Hacker News new | ask | show | jobs
by hadrianpaulo 1771 days ago
Interesting but how is this as an alternative to Apache Flink's stream processing model?
3 comments

A big difference is the removal of windowing: Flink lets you aggregate or join events only so long as they arrive in the same temporally-bound window. You're required to have a window, and it's core to the semantics of your workflow.

Flow's model doesn't use windows, and allows for long-distance (in time) joins and aggregations. There's no concept of "late" data in Flow: it just keeps on updating the desired aggregate.

You do not need windowing. You can do everything you want with regular KeyedStream. You can join not-windowed streams using IntervalJoin.

This is if you want to use high level API. If you use lower-level ProcessFunction you have even more flexibility.

dataflow things like Flink (or even better differential datatflow [0]) are far more flexible and subsume map-reduce. This article feels like hyping up the durability of the Model T.
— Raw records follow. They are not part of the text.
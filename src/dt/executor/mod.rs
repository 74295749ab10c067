//! Statement executors capture the row images a statement affects. Each one
//! is built per statement from the backend connection, the parsed statement
//! and its bound values.

mod delete;
mod insert;
mod select_for_update;
mod update;

pub use delete::DeleteExecutor;
pub use insert::InsertExecutor;
pub use select_for_update::SelectForUpdateExecutor;
pub use update::UpdateExecutor;

use super::image::TableRecords;
use crate::error::{Error, Result};
use crate::proxy::StatementContext;
use crate::sql::engine::Backend;
use crate::sql::plan::Node;
use crate::sql::schema::Table;
use crate::sql::types::Value;

use async_trait::async_trait;

/// An executor bound to one statement
pub trait Executor {
    /// The table the statement targets
    fn table_name(&self) -> &str;
}

/// Executors able to read the affected rows before the statement runs
#[async_trait]
pub trait BeforeImage: Executor {
    async fn before_image(&mut self, ctx: &StatementContext) -> Result<TableRecords>;
}

/// Executors able to read the affected rows after the statement ran, given
/// what identifies them (the before-image, or the execution result).
#[async_trait]
pub trait AfterImage: Executor {
    type Source: Sync + ?Sized;

    async fn after_image(
        &mut self,
        ctx: &StatementContext,
        source: &Self::Source,
    ) -> Result<TableRecords>;
}

/// Wraps backend failures as image capture failures. Cancellation passes
/// through unchanged.
fn capture_error(err: Error) -> Error {
    match err {
        Error::Cancelled | Error::DeadlineExceeded | Error::ImageCapture(_) => err,
        err => Error::ImageCapture(err.to_string()),
    }
}

/// Fetches the target table's schema
async fn table_meta(ctx: &StatementContext, conn: &mut dyn Backend, table: &str) -> Result<Table> {
    ctx.guard(conn.table_meta(table)).await.map_err(capture_error)
}

/// Runs a read plan and builds an image from the returned rows
async fn read_image(
    ctx: &StatementContext,
    conn: &mut dyn Backend,
    table: &Table,
    node: Node,
    args: &[Value],
) -> Result<TableRecords> {
    log::debug!("image query: {}", node);
    let rows = ctx.guard(conn.query(&node, args)).await.map_err(capture_error)?;
    TableRecords::from_rows(table, rows)
}

/// Re-reads rows by the primary keys of an image, erroring unless every row
/// is found again.
async fn read_by_keys(
    ctx: &StatementContext,
    conn: &mut dyn Backend,
    table: &Table,
    keys: Vec<Vec<Value>>,
) -> Result<TableRecords> {
    if keys.is_empty() {
        return TableRecords::empty(table);
    }
    let expected = keys.len();
    let node = Node::KeyLookup {
        table: table.name.clone(),
        key_columns: table.get_primary_key_names()?,
        keys,
    };
    let image = read_image(ctx, conn, table, node, &[]).await?;
    if image.len() != expected {
        return Err(Error::ImageCapture(format!(
            "expected {} rows of table {} but read back {}",
            expected,
            table.name,
            image.len()
        )));
    }
    Ok(image)
}

#[cfg(test)]
mod tests {
    use super::*;
    use crate::proxy::CommandType;
    use crate::sql::engine::Memory;
    use crate::sql::parser::ast::{
        DeleteStatement, Expression, InsertStatement, Operation, Statement, UpdateStatement,
    };
    use crate::sql::schema::{Catalog, Column};
    use crate::sql::types::DataType;

    pub(super) fn setup() -> Result<Memory> {
        let mut db = Memory::new("res");
        db.create_table(Table::new(
            "t",
            vec![
                Column::new("id", DataType::Integer).primary_key().auto_increment(),
                Column::new("v", DataType::Integer),
            ],
        )?)?;
        Ok(db)
    }

    pub(super) fn ctx() -> StatementContext {
        StatementContext::new(CommandType::StmtExecute).with_schema("db")
    }

    fn id_eq(param: usize) -> Option<Expression> {
        Some(Expression::Operation(Operation::Equal(
            Box::new(Expression::Field("id".into())),
            Box::new(Expression::Parameter(param)),
        )))
    }

    async fn seed(db: &mut Memory, rows: &[(i64, i64)]) -> Result<()> {
        let insert = Statement::Insert(InsertStatement {
            table: "t".into(),
            hints: vec![],
            columns: None,
            values: rows
                .iter()
                .map(|(id, v)| vec![Value::Integer(*id).into(), Value::Integer(*v).into()])
                .collect(),
        });
        db.execute(&insert, &[]).await?;
        Ok(())
    }

    #[tokio::test]
    async fn update_images() -> Result<()> {
        let mut db = setup()?;
        seed(&mut db, &[(1, 10), (2, 10)]).await?;
        let stmt = UpdateStatement {
            table: "t".into(),
            hints: vec![],
            set: vec![("v".into(), Expression::Parameter(0))],
            r#where: id_eq(1),
        };
        let args = vec![Value::Integer(20), Value::Integer(1)];

        let before = UpdateExecutor::new(&mut db, &stmt, &args).before_image(&ctx()).await?;
        assert_eq!(before.len(), 1);
        assert_eq!(before.rows[0].get("v"), Some(&Value::Integer(10)));

        db.execute(&Statement::Update(stmt.clone()), &args).await?;

        let after =
            UpdateExecutor::new(&mut db, &stmt, &args).after_image(&ctx(), &before).await?;
        assert_eq!(after.primary_key_values()?, before.primary_key_values()?);
        assert_eq!(after.rows[0].get("v"), Some(&Value::Integer(20)));
        Ok(())
    }

    #[tokio::test]
    async fn update_predicate_no_longer_matches() -> Result<()> {
        // UPDATE t SET v = 99 WHERE v = 10: the after-image must still find the row.
        let mut db = setup()?;
        seed(&mut db, &[(1, 10)]).await?;
        let stmt = UpdateStatement {
            table: "t".into(),
            hints: vec![],
            set: vec![("v".into(), Value::Integer(99).into())],
            r#where: Some(Expression::Operation(Operation::Equal(
                Box::new(Expression::Field("v".into())),
                Box::new(Value::Integer(10).into()),
            ))),
        };
        let before = UpdateExecutor::new(&mut db, &stmt, &[]).before_image(&ctx()).await?;
        db.execute(&Statement::Update(stmt.clone()), &[]).await?;
        let after = UpdateExecutor::new(&mut db, &stmt, &[]).after_image(&ctx(), &before).await?;
        assert_eq!(after.rows[0].get("v"), Some(&Value::Integer(99)));
        Ok(())
    }

    #[tokio::test]
    async fn update_of_primary_key_rejected() -> Result<()> {
        let mut db = setup()?;
        let stmt = UpdateStatement {
            table: "t".into(),
            hints: vec![],
            set: vec![("id".into(), Value::Integer(5).into())],
            r#where: None,
        };
        let result = UpdateExecutor::new(&mut db, &stmt, &[]).before_image(&ctx()).await;
        assert!(matches!(result, Err(Error::Value(_))));
        Ok(())
    }

    #[tokio::test]
    async fn update_of_unknown_column() -> Result<()> {
        let mut db = setup()?;
        let stmt = UpdateStatement {
            table: "t".into(),
            hints: vec![],
            set: vec![("missing".into(), Value::Integer(5).into())],
            r#where: None,
        };
        let result = UpdateExecutor::new(&mut db, &stmt, &[]).before_image(&ctx()).await;
        assert!(matches!(result, Err(Error::ImageCapture(_))));
        Ok(())
    }

    #[tokio::test]
    async fn update_after_image_missing_row() -> Result<()> {
        let mut db = setup()?;
        seed(&mut db, &[(1, 10)]).await?;
        let stmt = UpdateStatement {
            table: "t".into(),
            hints: vec![],
            set: vec![("v".into(), Value::Integer(1).into())],
            r#where: id_eq(0),
        };
        let args = vec![Value::Integer(1)];
        let before = UpdateExecutor::new(&mut db, &stmt, &args).before_image(&ctx()).await?;
        db.execute(
            &Statement::Delete(DeleteStatement {
                table: "t".into(),
                hints: vec![],
                r#where: None,
            }),
            &[],
        )
        .await?;
        let result =
            UpdateExecutor::new(&mut db, &stmt, &args).after_image(&ctx(), &before).await;
        assert!(matches!(result, Err(Error::ImageCapture(_))));
        Ok(())
    }

    #[tokio::test]
    async fn delete_before_image() -> Result<()> {
        let mut db = setup()?;
        seed(&mut db, &[(1, 10), (2, 20), (3, 30)]).await?;
        let stmt = DeleteStatement {
            table: "t".into(),
            hints: vec![],
            r#where: Some(Expression::Operation(Operation::GreaterThan(
                Box::new(Expression::Field("v".into())),
                Box::new(Expression::Parameter(0)),
            ))),
        };
        let args = vec![Value::Integer(15)];
        let mut executor = DeleteExecutor::new(&mut db, &stmt, &args);
        assert_eq!(executor.table_name(), "t");
        let before = executor.before_image(&ctx()).await?;
        assert_eq!(
            before.primary_key_values()?,
            vec![vec![Value::Integer(2)], vec![Value::Integer(3)]]
        );
        Ok(())
    }

    #[tokio::test]
    async fn missing_table() -> Result<()> {
        let mut db = setup()?;
        let stmt = DeleteStatement {
            table: "nope".into(),
            hints: vec![],
            r#where: None,
        };
        let result = DeleteExecutor::new(&mut db, &stmt, &[]).before_image(&ctx()).await;
        assert!(matches!(result, Err(Error::ImageCapture(_))));
        Ok(())
    }
}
[0] https://github.com/TimelyDataflow/differential-dataflow

IANAE on Flink, especially when it comes to the internals. But I think that the decomposition of computations into distinct map and reduce functions seems to afford a bit more flexibility, since it can be useful to apply reductions separately from map functions, and vice versa. For example, you could roll up updates to entities over time just with a reduce function, and you could easily do so eagerly (when the data is ingested) or lazily (when the data is materialized into an external system). That type of flexibility is important when you want a realtime data platform that needs to serve a broad range of use cases.